A 31-year-old surfer in Northern California is recovering after a shark attack that left gruesome bites on his right thigh and leg.
Jared Trainor was knocked him off his board during a Sunday outing to Centerville Beach, he told the Times-Standard newspaper in Humboldt County. The animal had his right leg and board clamped in its jaws, he said.
Underwater, the experienced surfer grabbed the shark’s body with one hand and kicked at its head with his free leg until it let him go and swam away, he said. Trainor returned to the beach where another surfer had a cell phone they used to call for help.
“I don’t remember the initial contact,” he told the newspaper. “It kind of happened so quickly.”
Surgeons stapled shut his open wounds, which spanned nearly 19 inches or the length of the shark’s mouth. Photos of a recovering Trainor and his wounded leg are posted at the Instagram account of The Shop, a surf shop in Arcata.

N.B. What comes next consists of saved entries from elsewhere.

//! WebSocket client for the terminal stream endpoint.
//!
//! One connection per handle, driven by a background task. The task owns the
//! socket; callers talk to it through a command channel and receive typed
//! [`StreamEvent`]s. Abnormal closures (close code other than 1000) schedule
//! a reconnect with exponential backoff while auto-reconnect is enabled; a
//! normal closure never does.

use crate::terminal::protocol::{ClientMessage, ServerMessage};
use crate::{DeskhookConfig, DeskhookError, Result};
use futures::{SinkExt, StreamExt};
use std::sync::Arc;
use std::time::Duration;
use tokio::sync::{mpsc, RwLock};
use tokio::task::JoinHandle;
use tokio_tungstenite::tungstenite::protocol::Message;
use tokio_tungstenite::{connect_async, MaybeTlsStream, WebSocketStream};
use tracing::{debug, info, warn};

/// Close code reported when the socket dies without a close frame.
const ABNORMAL_CLOSE: u16 = 1006;
/// Close code for a close frame that carried no status.
const NO_STATUS_CLOSE: u16 = 1005;

/// Connection lifecycle, observable through [`StreamHandle::state`] and
/// [`StreamEvent::StateChanged`].
#[derive(Debug, Clone, Copy, PartialEq, Eq)]
pub enum ConnectionState {
    Disconnected,
    Connecting,
    Connected,
    Error,
}

impl std::fmt::Display for ConnectionState {
    fn fmt(&self, f: &mut std::fmt::Formatter<'_>) -> std::fmt::Result {
        match self {
            Self::Disconnected => write!(f, "disconnected"),
            Self::Connecting => write!(f, "connecting"),
            Self::Connected => write!(f, "connected"),
            Self::Error => write!(f, "error"),
        }
    }
}

/// Reconnect backoff: `base_delay × factor^attempt`, at most `max_attempts`
/// attempts per outage.
#[derive(Debug, Clone, Copy)]
pub struct ReconnectPolicy {
    pub base_delay: Duration,
    pub factor: f64,
    pub max_attempts: u32,
}

impl Default for ReconnectPolicy {
    fn default() -> Self {
        Self {
            base_delay: Duration::from_millis(3000),
            factor: 1.5,
            max_attempts: 5,
        }
    }
}

impl ReconnectPolicy {
    /// Delay before reconnect attempt `attempt` (0-based).
    pub fn delay_for(&self, attempt: u32) -> Duration {
        let millis = self.base_delay.as_millis() as f64 * self.factor.powi(attempt as i32);
        Duration::from_millis(millis as u64)
    }
}

/// Whether a closure with `close_code` warrants a reconnect attempt.
/// Normal closure (1000) never reconnects.
pub fn should_reconnect(
    close_code: u16,
    auto_reconnect: bool,
    attempts_used: u32,
    policy: &ReconnectPolicy,
) -> bool {
    auto_reconnect && close_code != 1000 && attempts_used < policy.max_attempts
}

/// Typed events delivered to the consumer.
#[derive(Debug)]
pub enum StreamEvent {
    StateChanged(ConnectionState),
    Message(ServerMessage),
}

/// Connection factory. `connect()` starts a fresh session with a fresh
/// reconnect budget.
#[derive(Debug, Clone)]
pub struct TerminalStream {
    url: String,
    policy: ReconnectPolicy,
    auto_reconnect: bool,
}

impl TerminalStream {
    pub fn new(config: &DeskhookConfig) -> Self {
        Self {
            url: config.terminal_ws_url.clone(),
            policy: ReconnectPolicy::default(),
            auto_reconnect: config.auto_reconnect,
        }
    }

    pub fn with_policy(mut self, policy: ReconnectPolicy) -> Self {
        self.policy = policy;
        self
    }

    /// Connect and spawn the connection task. The returned receiver carries
    /// state changes and server messages; dropping it shuts the task down.
    pub fn connect(&self) -> (StreamHandle, mpsc::Receiver<StreamEvent>) {
        let (cmd_tx, cmd_rx) = mpsc::channel::<ClientMessage>(32);
        let (event_tx, event_rx) = mpsc::channel::<StreamEvent>(256);
        let state = Arc::new(RwLock::new(ConnectionState::Disconnected));

        let task = tokio::spawn(run_connection(
            self.url.clone(),
            self.policy,
            self.auto_reconnect,
            cmd_rx,
            event_tx,
            state.clone(),
        ));

        (StreamHandle { cmd_tx, state, task }, event_rx)
    }
}

/// Handle to a running connection task.
pub struct StreamHandle {
    cmd_tx: mpsc::Sender<ClientMessage>,
    state: Arc<RwLock<ConnectionState>>,
    task: JoinHandle<()>,
}

impl StreamHandle {
    pub async fn send(&self, msg: ClientMessage) -> Result<()> {
        self.cmd_tx
            .send(msg)
            .await
            .map_err(|_| DeskhookError::Stream("terminal stream is shut down".to_string()))
    }

    pub async fn list(&self) -> Result<()> {
        self.send(ClientMessage::List).await
    }

    pub async fn subscribe(&self, id: impl Into<String>) -> Result<()> {
        self.send(ClientMessage::Subscribe { id: id.into() }).await
    }

    pub async fn subscribe_all(&self) -> Result<()> {
        self.send(ClientMessage::SubscribeAll).await
    }

    pub async fn unsubscribe(&self, id: impl Into<String>) -> Result<()> {
        self.send(ClientMessage::Unsubscribe { id: id.into() }).await
    }

    pub async fn input(&self, id: impl Into<String>, data: impl Into<String>) -> Result<()> {
        self.send(ClientMessage::Input {
            id: id.into(),
            data: data.into(),
        })
        .await
    }

    pub async fn create_terminal(&self, name: Option<String>) -> Result<()> {
        self.send(ClientMessage::CreateTerminal { name }).await
    }

    pub async fn state(&self) -> ConnectionState {
        *self.state.read().await
    }

    /// Tear the connection down without waiting for the server.
    pub fn shutdown(&self) {
        self.task.abort();
    }
}

type WsStream = WebSocketStream<MaybeTlsStream<tokio::net::TcpStream>>;

enum SessionEnd {
    /// Consumer went away; stop entirely
    Shutdown,
    /// Socket closed with this close code
    Closed(u16),
    /// Socket error; treated as an abnormal closure after surfacing the
    /// error state
    Errored(u16),
}

async fn run_connection(
    url: String,
    policy: ReconnectPolicy,
    auto_reconnect: bool,
    mut cmd_rx: mpsc::Receiver<ClientMessage>,
    event_tx: mpsc::Sender<StreamEvent>,
    state: Arc<RwLock<ConnectionState>>,
) {
    // Reconnect attempts used for the current outage; a successful open
    // restores the full budget.
    let mut attempt: u32 = 0;

    loop {
        if !set_state(&state, &event_tx, ConnectionState::Connecting).await {
            return;
        }

        let ws = match connect_async(url.as_str()).await {
            Ok((ws, _)) => ws,
            Err(e) => {
                warn!("Terminal stream connect failed: {}", e);
                if !set_state(&state, &event_tx, ConnectionState::Error).await {
                    return;
                }
                if !should_reconnect(ABNORMAL_CLOSE, auto_reconnect, attempt, &policy) {
                    let _ = set_state(&state, &event_tx, ConnectionState::Disconnected).await;
                    return;
                }
                let delay = policy.delay_for(attempt);
                attempt += 1;
                debug!("Reconnecting in {:?} (attempt {})", delay, attempt);
                tokio::time::sleep(delay).await;
                continue;
            }
        };

        info!("Terminal stream connected to {}", url);
        attempt = 0;
        if !set_state(&state, &event_tx, ConnectionState::Connected).await {
            return;
        }

        let end = drive_session(ws, &mut cmd_rx, &event_tx).await;

        let code = match end {
            SessionEnd::Shutdown => {
                let _ = set_state(&state, &event_tx, ConnectionState::Disconnected).await;
                return;
            }
            SessionEnd::Closed(code) => code,
            SessionEnd::Errored(code) => {
                if !set_state(&state, &event_tx, ConnectionState::Error).await {
                    return;
                }
                code
            }
        };

        debug!("Terminal stream closed with code {}", code);
        if !set_state(&state, &event_tx, ConnectionState::Disconnected).await {
            return;
        }
        if !should_reconnect(code, auto_reconnect, attempt, &policy) {
            return;
        }
        let delay = policy.delay_for(attempt);
        attempt += 1;
        debug!("Reconnecting in {:?} (attempt {})", delay, attempt);
        tokio::time::sleep(delay).await;
    }
}

/// Pump one connected socket until it closes or the consumer goes away.
async fn drive_session(
    ws: WsStream,
    cmd_rx: &mut mpsc::Receiver<ClientMessage>,
    event_tx: &mpsc::Sender<StreamEvent>,
) -> SessionEnd {
    let (mut sink, mut source) = ws.split();

    loop {
        tokio::select! {
            incoming = source.next() => match incoming {
                Some(Ok(Message::Text(text))) => {
                    match serde_json::from_str::<ServerMessage>(&text) {
                        Ok(msg) => {
                            if event_tx.send(StreamEvent::Message(msg)).await.is_err() {
                                return SessionEnd::Shutdown;
                            }
                        }
                        Err(e) => {
                            warn!("Unparseable terminal stream message: {} - {}", e, text);
                        }
                    }
                }
                Some(Ok(Message::Ping(payload))) => {
                    if sink.send(Message::Pong(payload)).await.is_err() {
                        return SessionEnd::Errored(ABNORMAL_CLOSE);
                    }
                }
                Some(Ok(Message::Close(frame))) => {
                    let code = frame
                        .map(|f| u16::from(f.code))
                        .unwrap_or(NO_STATUS_CLOSE);
                    return SessionEnd::Closed(code);
                }
                Some(Ok(_)) => {}
                Some(Err(e)) => {
                    warn!("Terminal stream socket error: {}", e);
                    return SessionEnd::Errored(ABNORMAL_CLOSE);
                }
                None => return SessionEnd::Closed(ABNORMAL_CLOSE),
            },
            outgoing = cmd_rx.recv() => match outgoing {
                Some(msg) => {
                    let text = match serde_json::to_string(&msg) {
                        Ok(text) => text,
                        Err(e) => {
                            warn!("Failed to serialize client message: {}", e);
                            continue;
                        }
                    };
                    if sink.send(Message::Text(text)).await.is_err() {
                        return SessionEnd::Errored(ABNORMAL_CLOSE);
                    }
                }
                None => {
                    let _ = sink.send(Message::Close(None)).await;
                    return SessionEnd::Shutdown;
                }
            },
        }
    }
}

/// Record a state change and notify the consumer. Returns false when the
/// consumer is gone.
async fn set_state(
    state: &Arc<RwLock<ConnectionState>>,
    event_tx: &mpsc::Sender<StreamEvent>,
    next: ConnectionState,
) -> bool {
    {
        let mut guard = state.write().await;
        if *guard == next {
            return true;
        }
        *guard = next;
    }
    event_tx
        .send(StreamEvent::StateChanged(next))
        .await
        .is_ok()
}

His sister, Haley Martino, said in a GoFundMe fundraising post that her brother was bitten by a great white shark.
“Jared is home recovering,” the GoFundMe says. “He’s so lucky. He’s in pain but in good spirits!”
Humboldt County had 16 shark attacks since 1960, according to a 2017 news article in The Sacramento Bee.
In 2020, a kayaker narrowly escaped a great white shark in Humboldt County’s Shelter Cove.
The Ferndale Volunteer Fire Department confirmed in a social media post that the bite was from a shark.
“To our recollection of our membership, we have not had an incident like this. This is a reminder that there are many hazards to be aware of when you are at the beach,” the department said in its post.
Shark attacks in California are rare. However, Tomas Butterfield, 42, of Sacramento was killed in a shark attack in Morro Bay in central California last Christmas Eve.
Another man was bitten by a great white shark off the central California coast this June. Steve Bruemmer, 62, was released from Natividad Medical Center in Salinas three weeks after the shark bit him as he swam off Pacific Grove near Monterey, the hospital said.
Shark attacks increased around the world in 2021 following three consecutive years of decline, officials said in January. The U.S. once again reported the most unprovoked shark bites in 2021, with 47 confirmed cases — 64% of the worldwide total.